** DATA FOR THIS EXERCISE follows **

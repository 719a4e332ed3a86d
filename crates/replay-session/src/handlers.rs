use std::panic::{catch_unwind, AssertUnwindSafe};
use std::sync::Arc;

use core_types::{Lifecycle, Progress, RowExecutionResult, SessionSummary};
use tracing::error;

type RowStartFn = Arc<dyn Fn(usize) + Send + Sync>;
type RowCompleteFn = Arc<dyn Fn(&RowExecutionResult) + Send + Sync>;
type ProgressFn = Arc<dyn Fn(&Progress) + Send + Sync>;
type CompleteFn = Arc<dyn Fn(&SessionSummary) + Send + Sync>;
type ErrorFn = Arc<dyn Fn(&RowExecutionResult) + Send + Sync>;
type StateChangeFn = Arc<dyn Fn(Lifecycle, Lifecycle) + Send + Sync>;

/// Same `Arc`-snapshot-before-fire shape as `replay_engine::EngineHandlers`
/// (see that crate): a handler that calls back into the session (e.g.
/// `pause()` from `on_row_complete`) must never run while the registration
/// lock it would need is held.
#[derive(Clone, Default)]
pub struct SessionHandlers {
    on_row_start: Vec<RowStartFn>,
    on_row_complete: Vec<RowCompleteFn>,
    on_progress: Vec<ProgressFn>,
    on_complete: Vec<CompleteFn>,
    on_error: Vec<ErrorFn>,
    on_state_change: Vec<StateChangeFn>,
}

impl SessionHandlers {
    pub fn on_row_start(&mut self, f: impl Fn(usize) + Send + Sync + 'static) {
        self.on_row_start.push(Arc::new(f));
    }

    pub fn on_row_complete(&mut self, f: impl Fn(&RowExecutionResult) + Send + Sync + 'static) {
        self.on_row_complete.push(Arc::new(f));
    }

    pub fn on_progress(&mut self, f: impl Fn(&Progress) + Send + Sync + 'static) {
        self.on_progress.push(Arc::new(f));
    }

    pub fn on_complete(&mut self, f: impl Fn(&SessionSummary) + Send + Sync + 'static) {
        self.on_complete.push(Arc::new(f));
    }

    pub fn on_error(&mut self, f: impl Fn(&RowExecutionResult) + Send + Sync + 'static) {
        self.on_error.push(Arc::new(f));
    }

    pub fn on_state_change(&mut self, f: impl Fn(Lifecycle, Lifecycle) + Send + Sync + 'static) {
        self.on_state_change.push(Arc::new(f));
    }

    pub fn fire_row_start(&self, row_index: usize) {
        for handler in &self.on_row_start {
            guard(|| handler(row_index));
        }
    }

    pub fn fire_row_complete(&self, result: &RowExecutionResult) {
        for handler in &self.on_row_complete {
            guard(|| handler(result));
        }
    }

    pub fn fire_progress(&self, progress: &Progress) {
        for handler in &self.on_progress {
            guard(|| handler(progress));
        }
    }

    pub fn fire_complete(&self, summary: &SessionSummary) {
        for handler in &self.on_complete {
            guard(|| handler(summary));
        }
    }

    pub fn fire_error(&self, result: &RowExecutionResult) {
        for handler in &self.on_error {
            guard(|| handler(result));
        }
    }

    pub fn fire_state_change(&self, from: Lifecycle, to: Lifecycle) {
        for handler in &self.on_state_change {
            guard(|| handler(from, to));
        }
    }
}

fn guard(f: impl FnOnce()) {
    if let Err(payload) = catch_unwind(AssertUnwindSafe(f)) {
        let message = payload
            .downcast_ref::<&str>()
            .map(|s| s.to_string())
            .or_else(|| payload.downcast_ref::<String>().cloned())
            .unwrap_or_else(|| "handler panicked".to_string());
        error!(handler_error = %message, "replay session handler panicked; continuing");
    }
}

** End of DATA FOR THIS EXERCISE **

### WHAT THE TASK REQUIRES
Your answer must be the data above, copied exactly from its first line through the line containing "pub fn on_state_change(&mut", and nothing more.

### ANSWER SPACE
repository 719a4e332ed3a86d
filename crates/replay-session/src/handlers.rs
use std::panic::{catch_unwind, AssertUnwindSafe};
use std::sync::Arc;

use core_types::{Lifecycle, Progress, RowExecutionResult, SessionSummary};
use tracing::error;

type RowStartFn = Arc<dyn Fn(usize) + Send + Sync>;
type RowCompleteFn = Arc<dyn Fn(&RowExecutionResult) + Send + Sync>;
type ProgressFn = Arc<dyn Fn(&Progress) + Send + Sync>;
type CompleteFn = Arc<dyn Fn(&SessionSummary) + Send + Sync>;
type ErrorFn = Arc<dyn Fn(&RowExecutionResult) + Send + Sync>;
type StateChangeFn = Arc<dyn Fn(Lifecycle, Lifecycle) + Send + Sync>;

/// Same `Arc`-snapshot-before-fire shape as `replay_engine::EngineHandlers`
/// (see that crate): a handler that calls back into the session (e.g.
/// `pause()` from `on_row_complete`) must never run while the registration
/// lock it would need is held.
#[derive(Clone, Default)]
pub struct SessionHandlers {
    on_row_start: Vec<RowStartFn>,
    on_row_complete: Vec<RowCompleteFn>,
    on_progress: Vec<ProgressFn>,
    on_complete: Vec<CompleteFn>,
    on_error: Vec<ErrorFn>,
    on_state_change: Vec<StateChangeFn>,
}

impl SessionHandlers {
    pub fn on_row_start(&mut self, f: impl Fn(usize) + Send + Sync + 'static) {
        self.on_row_start.push(Arc::new(f));
    }

    pub fn on_row_complete(&mut self, f: impl Fn(&RowExecutionResult) + Send + Sync + 'static) {
        self.on_row_complete.push(Arc::new(f));
    }

    pub fn on_progress(&mut self, f: impl Fn(&Progress) + Send + Sync + 'static) {
        self.on_progress.push(Arc::new(f));
    }

    pub fn on_complete(&mut self, f: impl Fn(&SessionSummary) + Send + Sync + 'static) {
        self.on_complete.push(Arc::new(f));
    }

    pub fn on_error(&mut self, f: impl Fn(&RowExecutionResult) + Send + Sync + 'static) {
        self.on_error.push(Arc::new(f));
    }

    pub fn on_state_change(&mut self, f: impl Fn(Lifecycle, Lifecycle) + Send + Sync + 'static) {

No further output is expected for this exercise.